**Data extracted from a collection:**
Start of Block

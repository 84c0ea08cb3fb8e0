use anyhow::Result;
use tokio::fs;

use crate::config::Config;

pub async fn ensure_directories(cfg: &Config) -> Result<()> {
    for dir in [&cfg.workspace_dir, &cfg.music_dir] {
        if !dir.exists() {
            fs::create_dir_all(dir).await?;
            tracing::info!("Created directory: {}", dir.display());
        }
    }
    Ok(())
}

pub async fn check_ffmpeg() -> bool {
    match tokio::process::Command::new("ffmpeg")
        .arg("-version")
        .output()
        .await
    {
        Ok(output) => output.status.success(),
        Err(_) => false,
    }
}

End of Block
Start of Block

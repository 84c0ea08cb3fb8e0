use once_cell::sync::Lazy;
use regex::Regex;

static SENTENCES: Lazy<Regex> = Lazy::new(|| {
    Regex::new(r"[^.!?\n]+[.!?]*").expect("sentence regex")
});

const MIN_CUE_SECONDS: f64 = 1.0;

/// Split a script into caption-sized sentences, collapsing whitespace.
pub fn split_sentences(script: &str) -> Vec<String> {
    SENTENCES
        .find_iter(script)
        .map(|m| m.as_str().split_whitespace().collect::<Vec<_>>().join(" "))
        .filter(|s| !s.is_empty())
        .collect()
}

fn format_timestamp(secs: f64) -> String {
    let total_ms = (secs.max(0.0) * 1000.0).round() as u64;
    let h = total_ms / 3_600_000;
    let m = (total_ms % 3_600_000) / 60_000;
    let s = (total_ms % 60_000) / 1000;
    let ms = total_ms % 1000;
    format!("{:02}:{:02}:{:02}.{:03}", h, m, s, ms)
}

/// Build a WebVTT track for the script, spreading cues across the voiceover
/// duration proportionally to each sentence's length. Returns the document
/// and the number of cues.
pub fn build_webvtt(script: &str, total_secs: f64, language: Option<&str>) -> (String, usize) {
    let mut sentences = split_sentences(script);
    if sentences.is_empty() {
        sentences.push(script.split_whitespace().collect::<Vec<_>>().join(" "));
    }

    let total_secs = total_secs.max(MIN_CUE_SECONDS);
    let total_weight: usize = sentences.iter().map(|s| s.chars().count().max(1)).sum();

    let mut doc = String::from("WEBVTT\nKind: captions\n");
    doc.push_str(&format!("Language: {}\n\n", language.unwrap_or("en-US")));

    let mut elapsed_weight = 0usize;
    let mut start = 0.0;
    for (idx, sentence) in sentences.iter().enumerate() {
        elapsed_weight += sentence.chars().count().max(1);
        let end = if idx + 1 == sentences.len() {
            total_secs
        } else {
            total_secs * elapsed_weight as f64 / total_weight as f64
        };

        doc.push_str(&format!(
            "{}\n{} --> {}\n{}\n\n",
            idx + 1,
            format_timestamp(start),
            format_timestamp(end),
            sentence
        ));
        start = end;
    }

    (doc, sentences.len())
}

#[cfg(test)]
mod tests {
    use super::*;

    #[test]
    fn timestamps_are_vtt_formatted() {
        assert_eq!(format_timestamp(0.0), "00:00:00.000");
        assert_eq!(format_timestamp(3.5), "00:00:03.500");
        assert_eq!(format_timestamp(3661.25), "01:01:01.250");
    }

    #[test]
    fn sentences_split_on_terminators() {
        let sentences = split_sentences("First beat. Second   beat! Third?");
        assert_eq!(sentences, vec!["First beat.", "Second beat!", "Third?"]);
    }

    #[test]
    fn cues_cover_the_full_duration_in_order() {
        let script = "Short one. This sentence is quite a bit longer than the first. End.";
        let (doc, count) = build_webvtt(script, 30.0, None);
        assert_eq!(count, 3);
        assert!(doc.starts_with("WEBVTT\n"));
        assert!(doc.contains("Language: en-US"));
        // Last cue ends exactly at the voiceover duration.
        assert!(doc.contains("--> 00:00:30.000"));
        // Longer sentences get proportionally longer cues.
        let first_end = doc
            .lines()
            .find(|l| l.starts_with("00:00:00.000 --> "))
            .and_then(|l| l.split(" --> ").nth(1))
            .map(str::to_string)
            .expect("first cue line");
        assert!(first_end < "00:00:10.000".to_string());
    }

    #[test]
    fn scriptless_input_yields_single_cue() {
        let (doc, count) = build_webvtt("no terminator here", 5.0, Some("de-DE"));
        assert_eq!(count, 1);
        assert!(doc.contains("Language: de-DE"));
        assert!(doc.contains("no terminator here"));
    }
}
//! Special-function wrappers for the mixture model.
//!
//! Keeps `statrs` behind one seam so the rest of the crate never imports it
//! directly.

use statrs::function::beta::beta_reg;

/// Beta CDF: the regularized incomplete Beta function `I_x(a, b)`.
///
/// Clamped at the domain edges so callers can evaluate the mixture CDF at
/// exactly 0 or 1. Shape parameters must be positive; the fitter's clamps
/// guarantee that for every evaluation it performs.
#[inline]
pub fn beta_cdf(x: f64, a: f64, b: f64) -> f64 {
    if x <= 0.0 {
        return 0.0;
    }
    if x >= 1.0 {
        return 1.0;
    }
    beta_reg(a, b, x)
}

End of Block
Start of Block

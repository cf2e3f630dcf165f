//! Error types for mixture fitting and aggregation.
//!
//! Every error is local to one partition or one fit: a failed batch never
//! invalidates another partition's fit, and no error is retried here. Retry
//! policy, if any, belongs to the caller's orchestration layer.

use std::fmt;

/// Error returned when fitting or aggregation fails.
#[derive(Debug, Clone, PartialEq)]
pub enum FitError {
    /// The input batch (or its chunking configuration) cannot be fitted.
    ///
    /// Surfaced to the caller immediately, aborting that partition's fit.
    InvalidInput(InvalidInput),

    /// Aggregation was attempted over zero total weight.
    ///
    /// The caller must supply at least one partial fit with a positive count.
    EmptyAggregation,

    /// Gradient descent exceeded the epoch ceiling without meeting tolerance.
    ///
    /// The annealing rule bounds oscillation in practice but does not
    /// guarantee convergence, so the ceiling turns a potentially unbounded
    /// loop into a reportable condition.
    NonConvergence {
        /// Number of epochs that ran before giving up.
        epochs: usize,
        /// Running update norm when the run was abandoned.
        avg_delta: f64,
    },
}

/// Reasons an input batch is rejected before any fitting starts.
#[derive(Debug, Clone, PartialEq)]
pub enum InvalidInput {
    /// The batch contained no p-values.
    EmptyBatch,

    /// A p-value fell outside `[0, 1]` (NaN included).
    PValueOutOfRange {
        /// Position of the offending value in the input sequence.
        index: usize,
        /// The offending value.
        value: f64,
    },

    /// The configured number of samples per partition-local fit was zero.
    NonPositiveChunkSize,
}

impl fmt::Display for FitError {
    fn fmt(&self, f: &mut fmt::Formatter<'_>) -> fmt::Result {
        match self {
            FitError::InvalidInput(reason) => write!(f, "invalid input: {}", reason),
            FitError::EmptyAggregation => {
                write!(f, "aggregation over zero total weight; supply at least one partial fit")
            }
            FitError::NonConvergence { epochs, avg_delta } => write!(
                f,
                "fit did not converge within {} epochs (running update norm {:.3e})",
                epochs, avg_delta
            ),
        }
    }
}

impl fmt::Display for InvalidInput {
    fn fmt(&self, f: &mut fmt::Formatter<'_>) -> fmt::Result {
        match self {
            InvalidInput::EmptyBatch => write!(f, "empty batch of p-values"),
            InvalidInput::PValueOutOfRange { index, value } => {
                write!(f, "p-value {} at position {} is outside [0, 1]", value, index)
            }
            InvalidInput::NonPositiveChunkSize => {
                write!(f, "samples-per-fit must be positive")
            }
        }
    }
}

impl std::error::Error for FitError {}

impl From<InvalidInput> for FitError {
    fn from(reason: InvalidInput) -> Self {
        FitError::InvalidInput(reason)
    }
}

End of Block

**Exercise prompt:** Go through the entries above and copy every line containing "voiceover".

**Solution below:**
/// Build a WebVTT track for the script, spreading cues across the voiceover
        // Last cue ends exactly at the voiceover duration.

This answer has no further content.